The United States along with 11 other nations reached a final agreement on the Trans Pacific Partnership (TPP) negotiations on Monday. Despite being a decade in the making, it should be noted that the TPP cannot be seen as an end, but merely as a hard fought first step, as described by US Trade representative Michael B. Froman on the eve of the accord.
So what exactly is the TPP? The TPP is one of the largest and most ambitious Free Trade Agreements (FTAs) ever attempted, and consists of the US, along with 11 Pacific bordering nations (namely: Australia, Brunei Darussalam, Canada, Chile, Japan, Malaysia, Mexico, New Zealand, Peru, Singapore, and Vietnam). This constitutes 40% of global GDP, amounting to an estimated 107.5 trillion and spread out across nearly 800 million customers. The TPP hence eclipses NAFTA (the North Atlantic Free Trade Area), currently the world’s largest free trade area with trade at 1.5 trillion and 242 billion in goods and services respectively.
The TPP is a de facto ‘balancer’ within the region – a western effort to counter China’s increasing political and economic dominance. President Obama has made this clear, stating how the US, ‘can’t let countries write the rules of the global economy’ – a sentiment Mr. Obama went on to build his argument on for Congressional approval, a task arguably his most challenging to date. Yet interestingly enough, the TPP has opened itself to China and a number of other nations’ participation in the future. As of now, China and the Philippines have expressed interest in becoming members. Indeed, according to Clyde Prestowitz, President of the Economic Security Institute, China has absolutely nothing to fear from the TPP, and even states how there can be an increase in US dependence of Chinese supply chains owing to the stipulation of members opening up their automotive industries.
The TPP is forecast to increase the total value of exports by 305 billion by 2025, in addition to adding an estimated $223 billion to the incomes of workers. The TPP also seeks to oversee the exchange of intellectual property, thereby facilitating greater knowledge-driven services, to in turn be utilized and implemented in lesser developing member nations.
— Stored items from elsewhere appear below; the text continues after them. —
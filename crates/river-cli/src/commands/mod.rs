pub mod config;
pub mod edit;
pub mod navigate;

use anyhow::{Context, Result};
use river_core::{ChainEditor, ChainWalker, Disambiguator, NoteId};
use river_kiln::Kiln;

use crate::cli::OutputFormat;
use crate::config::CliConfig;
use crate::output::ConsoleSink;
use crate::picker::picker_for;

/// Everything a river command needs: the loaded kiln plus the user-facing
/// collaborators wired to it.
pub struct Session {
    kiln: Kiln,
    sink: ConsoleSink,
    picker: Box<dyn Disambiguator>,
    format: OutputFormat,
}

impl Session {
    pub async fn open(config: &CliConfig, format: OutputFormat) -> Result<Self> {
        let kiln = Kiln::open(&config.kiln.path)
            .await
            .with_context(|| format!("Failed to open kiln at {}", config.kiln.path.display()))?;

        Ok(Self::with_picker(kiln, picker_for(config.picker.mode), format))
    }

    pub fn with_picker(kiln: Kiln, picker: Box<dyn Disambiguator>, format: OutputFormat) -> Self {
        Self {
            kiln,
            sink: ConsoleSink::new(format),
            picker,
            format,
        }
    }

    pub fn kiln(&self) -> &Kiln {
        &self.kiln
    }

    pub fn picker(&self) -> &dyn Disambiguator {
        self.picker.as_ref()
    }

    pub fn format(&self) -> OutputFormat {
        self.format
    }

    /// Resolve a note argument against the kiln
    pub fn note(&self, query: &str) -> Result<NoteId> {
        Ok(self.kiln.find_note(query)?)
    }

    pub fn walker(&self) -> ChainWalker<'_> {
        ChainWalker::new(&self.kiln, &self.kiln, &self.sink)
    }

    pub fn editor(&self) -> ChainEditor<'_> {
        ChainEditor::new(&self.kiln, &self.kiln, &self.kiln, &self.sink)
    }
}
//! # River Core
//!
//! Chain resolution and chain editing for notes ordered by a single
//! back-reference field, `previous`, stored in each note's frontmatter.
//!
//! The forward direction of a river is never stored: it is derived from a
//! backlink snapshot every time it is needed. This crate owns the pure logic
//! (link codec, predecessor/successor resolution, head/tail walks and the
//! three chain edits) and reaches its host only through the ports declared in
//! [`traits`] and [`choose`].
//!
//! ```text
//! ┌──────────────┐   previous_field / body   ┌──────────────────────┐
//! │ MetadataReader│ ─────────────────────────▶│ PredecessorResolver  │
//! └──────────────┘                            │  + successors_of     │
//! ┌──────────────┐   resolve(reference)       └──────────┬───────────┘
//! │ LinkResolver  │ ─────────────────────────▶           │
//! └──────────────┘                            ┌──────────▼───────────┐
//! ┌──────────────┐   choose_one(candidates)   │ ChainWalker          │
//! │ Disambiguator │ ◀────────────────────────▶│  find_head/find_tail │
//! └──────────────┘                            └──────────┬───────────┘
//! ┌──────────────┐   set_previous(note, value)┌──────────▼───────────┐
//! │PreviousWriter │ ◀─────────────────────────│ ChainEditor          │
//! └──────────────┘                            └──────────────────────┘
//! ```

pub mod choose;
pub mod editor;
mod error;
pub mod index;
pub mod link;
pub mod note;
pub mod notice;
pub mod resolve;
pub mod traits;
pub mod walker;

#[cfg(any(test, feature = "test-utils"))]
pub mod test_support;

pub use choose::{AlwaysCancel, Choice, Disambiguator, FirstCandidate};
pub use editor::{ChainEditor, EditOutcome};
pub use error::{RiverError, RiverResult};
pub use index::BacklinkIndex;
pub use link::{normalize, previous_from_body, LinkRef, PreviousValue, ROOT_SENTINEL};
pub use note::NoteId;
pub use notice::{Notice, TracingSink};
pub use resolve::{successors_of, PredecessorResolver};
pub use traits::{BacklinkSource, LinkResolver, MetadataReader, NotificationSink, PreviousWriter};
pub use walker::{ChainWalker, NextStep, TailWalk};
//! Chain edits: `detach`, `insert-after`, `insert-at-head`, `insert-to-last`

use anyhow::Result;
use river_core::{BacklinkSource, Choice, EditOutcome};
use tracing::info;

use super::Session;
use crate::output::EditReport;

pub async fn detach(session: &Session, note: &str) -> Result<()> {
    let note = session.note(note)?;
    let outcome = session.editor().detach(&note).await;

    let summary = format!("{} is now the head of its own river", note);
    EditReport::new("detach", note, outcome, summary).print(session.format())
}

pub async fn insert_after(session: &Session, note: &str, target: &str) -> Result<()> {
    let note = session.note(note)?;
    let target = session.note(target)?;
    let index = session.kiln().backlink_index();
    let outcome = session.editor().insert_after(&note, &target, &index).await;

    let summary = format!("{} now follows {}", note, target);
    EditReport::new("insert-after", note, outcome, summary).print(session.format())
}

pub async fn insert_at_head(session: &Session, note: &str, chain: &str) -> Result<()> {
    let note = session.note(note)?;
    let chain = session.note(chain)?;
    let outcome = session.editor().insert_at_head(&note, &chain).await;

    let summary = format!("{} is now the head of the river containing {}", note, chain);
    EditReport::new("insert-at-head", note, outcome, summary).print(session.format())
}

/// Append a note to the end of a river.
///
/// Without `chain` the river is picked among every note of the kiln. The note
/// is detached even when that pick is cancelled.
pub async fn insert_to_last(session: &Session, note: &str, chain: Option<&str>) -> Result<()> {
    let note = session.note(note)?;
    let chain = match chain {
        Some(chain) => Some(session.note(chain)?),
        None => match session.picker().choose_one(&session.kiln().notes()).await {
            Choice::Chosen(chain) => Some(chain),
            Choice::Cancelled => None,
        },
    };

    let editor = session.editor();
    let outcome = match &chain {
        Some(chain) => {
            let index = session.kiln().backlink_index();
            editor
                .insert_at_tail(&note, chain, &index, session.picker())
                .await
        }
        None => {
            info!(note = %note, "no river picked, detaching only");
            match editor.detach(&note).await {
                EditOutcome::Completed => EditOutcome::Cancelled,
                incomplete => incomplete,
            }
        }
    };

    let summary = match &chain {
        Some(chain) => format!("{} appended to the river containing {}", note, chain),
        None => String::new(),
    };
    EditReport::new("insert-to-last", note, outcome, summary).print(session.format())
}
Accordingly, the TPP will see a removal of over 18,000 tariffs placed on US products by other countries -an action reciprocated by an 80% removal of tariffs from the US. Unlike other FTAs, the TPP goes one step further in removing non-tariff barriers to trade. On the environmental front, the TPP has imposed stringent measures for wildlife protection, with severe penalties in place for members failing to act as prescribed. This accountability distinguishes itself from efforts made by other regional FTAs, as the TPP seeks to actively pervade into domestic and even foreign policy.
Yet several difficulties persist. Opponents to the TPP have pointed out how the aforementioned $223 billion influx for workers would positively impact those primarily making on average over $80,000 a year. FTAs are seen as contributing to income inequality in high income countries, and the TPP, with the breadth of its scale, would serve to magnify this failing. Democrats Bernie Sanders and Elizabeth Warren have both called for the agreement to be dismissed by Congress, with Sanders stating how the TPP, ‘disastrously lets multinational corporations rig the system’ – a point not helped by Mr. Obama’s choice of Nike’s headquarters to rally support for the deal in May earlier this year.
On a micro level, the deal’s patent enforcement regulations could result in a reduction of inexpensive generic drugs, allowing pharmaceuticals to raise the price of medication, thus limiting consumer access. Consumers from developing countries – the TPP’s most vulnerable populace – could suffer the hardest consequences of this measure, as drugs for tuberculosis and HIV might become unaffordable.
The closed-door negotiation of the deal has also come under fire for its lack of transparency, with leaked documents purporting that corporations would be allowed to sue governments over profits lost through regulation. Public Citizen, a watchdog for the TPP, lamented how out of the 29 chapters of the TPP, only 5 would deal in trade-related issues.
Ratification of the TPP is still at the mercy of Congress and other national legislatures. In a recent poll, the majority of citizens in all participating nations with the exception of Vietnam were not in favour of the TPP. Indeed, a recent World Bank report concluded that Vietnam would be the nation that would benefit most out of the TPP, with the country’s already extensive textiles and garment sector predicted to gain substantially. Likewise, the Asian Development Bank have forecasted 2016 to see Vietnam experience yet another 6% annual growth-hence making it one of the best performers in the Asia Pacific.
The TPP will remain a controversial issue far beyond the decision by Congress. Its future will impact the development of other similar FTAs, most notably the even larger TTIP (the Transatlantic Trade and Investment Partnership) between the US and EU. If the TPP somehow manages to navigate its way across these obstacles, massive changes should be expected in a wide range of industries globally, in particular the pharmaceutical, tobacco and automotive industries – to name but a few.